**What you are asked to do:** Among the entries, which lines carry the string "cleaned"? Copy each of them.

Stored items:
╭──

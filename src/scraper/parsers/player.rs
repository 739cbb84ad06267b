//! Player profile parser for asia-basket.com detail pages.
//!
//! Each section is extracted independently. A section that fails is logged
//! and left out of the record; the others are still attempted.

use regex::Regex;
use scraper::Html;
use serde::{Deserialize, Serialize};
use std::sync::LazyLock;
use tracing::{debug, warn};

use super::advanced::{AdvancedStats, AdvancedStatsParser};
use super::schema::{LayoutRow, CAREER_HISTORY};
use super::stats::{AverageStatsRow, GameLogEntry, StatsParser, SummaryStatsRow};
use super::text::{absolute_url, element_attr, element_text, selector, value_after_colon};
use crate::error::ScrapeResult;

const NAME_SELECTOR: &str = "h1.player-title.pltitlebigger";
const IMAGE_SELECTOR: &str = "img.plfacejpg";
const INFO_BOX_SELECTOR: &str = "div.player-left div.player-details";
const POSITION_SELECTOR: &str = ".pld_pos";
const HEIGHT_SELECTOR: &str = ".pld_height";
const AGE_SELECTOR: &str = ".pld_born";
const NATIONALITY_SELECTOR: &str = ".pld_nationality";
const BIO_SELECTOR: &str = "div.player-left div.player-bio";
const CAREER_ROW_SELECTOR: &str = "table.career-history tbody tr, table.team-history tbody tr";

static PROFILE_SUFFIX_RE: LazyLock<Regex> =
    LazyLock::new(|| Regex::new(r"(?i)\s*basketball profile").expect("valid suffix regex"));

/// One season in the player's career
#[derive(Debug, Clone, PartialEq, Serialize, Deserialize, Default)]
pub struct CareerEntry {
    pub year: String,
    pub team: String,
    pub league: String,
}

/// Full player record. Every section is optional; absent sections are
/// omitted from JSON instead of being emitted empty.
#[derive(Debug, Clone, PartialEq, Serialize, Deserialize, Default)]
#[serde(rename_all = "camelCase")]
pub struct PlayerDetail {
    pub id: String,
    #[serde(skip_serializing_if = "Option::is_none")]
    pub name: Option<String>,
    #[serde(skip_serializing_if = "Option::is_none")]
    pub position: Option<String>,
    #[serde(skip_serializing_if = "Option::is_none")]
    pub height: Option<String>,
    #[serde(skip_serializing_if = "Option::is_none")]
    pub age: Option<String>,
    #[serde(skip_serializing_if = "Option::is_none")]
    pub nationality: Option<String>,
    #[serde(skip_serializing_if = "Option::is_none")]
    pub image_url: Option<String>,
    #[serde(skip_serializing_if = "Option::is_none")]
    pub bio: Option<String>,
    #[serde(skip_serializing_if = "Option::is_none")]
    pub career_history: Option<Vec<CareerEntry>>,
    #[serde(skip_serializing_if = "Option::is_none")]
    pub game_logs: Option<Vec<GameLogEntry>>,
    #[serde(skip_serializing_if = "Option::is_none")]
    pub summary_stats: Option<Vec<SummaryStatsRow>>,
    #[serde(skip_serializing_if = "Option::is_none")]
    pub average_stats: Option<Vec<AverageStatsRow>>,
    #[serde(skip_serializing_if = "Option::is_none")]
    pub advanced_stats: Option<AdvancedStats>,
    /// Set only on degraded records built after a failed fetch
    #[serde(skip_serializing_if = "Option::is_none")]
    pub error: Option<String>,
}

impl PlayerDetail {
    /// Minimal record returned when scraping the player page failed
    pub fn fallback(id: &str, error: impl Into<String>) -> Self {
        Self {
            id: id.to_string(),
            name: Some(format!("Player {}", id)),
            error: Some(error.into()),
            ..Default::default()
        }
    }

    /// Whether anything beyond the identifier was extracted
    pub fn has_content(&self) -> bool {
        self.name.is_some()
            || self.position.is_some()
            || self.height.is_some()
            || self.age.is_some()
            || self.nationality.is_some()
            || self.image_url.is_some()
            || self.bio.is_some()
            || self.career_history.is_some()
            || self.game_logs.is_some()
            || self.summary_stats.is_some()
            || self.average_stats.is_some()
            || self.advanced_stats.is_some()
    }

    /// Names of the populated fields, for logging
    pub fn populated_fields(&self) -> Vec<&'static str> {
        let flags = [
            ("name", self.name.is_some()),
            ("position", self.position.is_some()),
            ("height", self.height.is_some()),
            ("age", self.age.is_some()),
            ("nationality", self.nationality.is_some()),
            ("imageUrl", self.image_url.is_some()),
            ("bio", self.bio.is_some()),
            ("careerHistory", self.career_history.is_some()),
            ("gameLogs", self.game_logs.is_some()),
            ("summaryStats", self.summary_stats.is_some()),
            ("averageStats", self.average_stats.is_some()),
            ("advancedStats", self.advanced_stats.is_some()),
        ];
        std::iter::once("id")
            .chain(flags.into_iter().filter(|(_, set)| *set).map(|(n, _)| n))
            .collect()
    }
}

/// Header fields from the profile box
#[derive(Debug, Default)]
struct BasicInfo {
    name: Option<String>,
    image_url: Option<String>,
    position: Option<String>,
    height: Option<String>,
    age: Option<String>,
    nationality: Option<String>,
    bio: Option<String>,
}

/// Parser for player detail pages
pub struct PlayerParser;

impl PlayerParser {
    /// Parse a player page. `base_url` makes relative image URLs absolute.
    pub fn parse(html: &str, player_id: &str, base_url: &str) -> PlayerDetail {
        let document = Html::parse_document(html);
        debug!("Starting comprehensive scrape for player {}", player_id);

        let basic = section("basic info", Self::parse_basic_info(&document, base_url))
            .unwrap_or_default();

        let detail = PlayerDetail {
            id: player_id.to_string(),
            name: basic.name,
            position: basic.position,
            height: basic.height,
            age: basic.age,
            nationality: basic.nationality,
            image_url: basic.image_url,
            bio: basic.bio,
            career_history: section("career history", Self::parse_career_history(&document))
                .and_then(non_empty),
            game_logs: section("game logs", StatsParser::game_logs(&document)).and_then(non_empty),
            summary_stats: section("summary stats", StatsParser::summary(&document))
                .and_then(non_empty),
            average_stats: section("average stats", StatsParser::averages(&document))
                .and_then(non_empty),
            advanced_stats: section("advanced stats", AdvancedStatsParser::parse(&document))
                .flatten(),
            error: None,
        };

        debug!(
            "Completed scraping for player {}, found data fields: {}",
            player_id,
            detail.populated_fields().join(", ")
        );
        detail
    }

    fn parse_basic_info(document: &Html, base_url: &str) -> ScrapeResult<BasicInfo> {
        let mut info = BasicInfo::default();

        let name_selector = selector("basic info", NAME_SELECTOR)?;
        if let Some(element) = document.select(&name_selector).next() {
            let raw = element_text(&element);
            let cleaned = PROFILE_SUFFIX_RE.replace(&raw, "").trim().to_string();
            if !cleaned.is_empty() {
                info.name = Some(cleaned);
            }
        }

        let image_selector = selector("basic info", IMAGE_SELECTOR)?;
        info.image_url = document
            .select(&image_selector)
            .next()
            .and_then(|img| element_attr(&img, "src"))
            .map(|src| absolute_url(base_url, &src));

        let info_box_selector = selector("basic info", INFO_BOX_SELECTOR)?;
        if let Some(info_box) = document.select(&info_box_selector).next() {
            let labelled = |css: &str| -> ScrapeResult<Option<String>> {
                let field_selector = selector("basic info", css)?;
                Ok(info_box
                    .select(&field_selector)
                    .next()
                    .map(|el| value_after_colon(&element_text(&el))))
            };
            info.position = labelled(POSITION_SELECTOR)?;
            info.height = labelled(HEIGHT_SELECTOR)?;
            info.age = labelled(AGE_SELECTOR)?;
            info.nationality = labelled(NATIONALITY_SELECTOR)?;
        }

        let bio_selector = selector("basic info", BIO_SELECTOR)?;
        info.bio = document
            .select(&bio_selector)
            .next()
            .map(|el| element_text(&el))
            .filter(|text| !text.is_empty());

        Ok(info)
    }

    fn parse_career_history(document: &Html) -> ScrapeResult<Vec<CareerEntry>> {
        let row_selector = selector("career history", CAREER_ROW_SELECTOR)?;
        let td_selector = selector("career history", "td")?;

        Ok(document
            .select(&row_selector)
            .filter_map(|row| LayoutRow::new(&CAREER_HISTORY, row.select(&td_selector).collect()))
            .map(|row| CareerEntry {
                year: row.text("year"),
                team: row.text("team"),
                league: row.text("league"),
            })
            .filter(|entry| !entry.year.is_empty() && !entry.team.is_empty())
            .collect())
    }
}

/// Contain a section failure: log it and omit the section.
fn section<T>(name: &str, result: ScrapeResult<T>) -> Option<T> {
    match result {
        Ok(value) => Some(value),
        Err(e) => {
            warn!("Error scraping {}: {}", name, e);
            None
        }
    }
}

fn non_empty<T>(rows: Vec<T>) -> Option<Vec<T>> {
    if rows.is_empty() {
        None
    } else {
        Some(rows)
    }
}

╰──

**Answer section:**
            let cleaned = PROFILE_SUFFIX_RE.replace(&raw, "").trim().to_string();
            if !cleaned.is_empty() {
                info.name = Some(cleaned);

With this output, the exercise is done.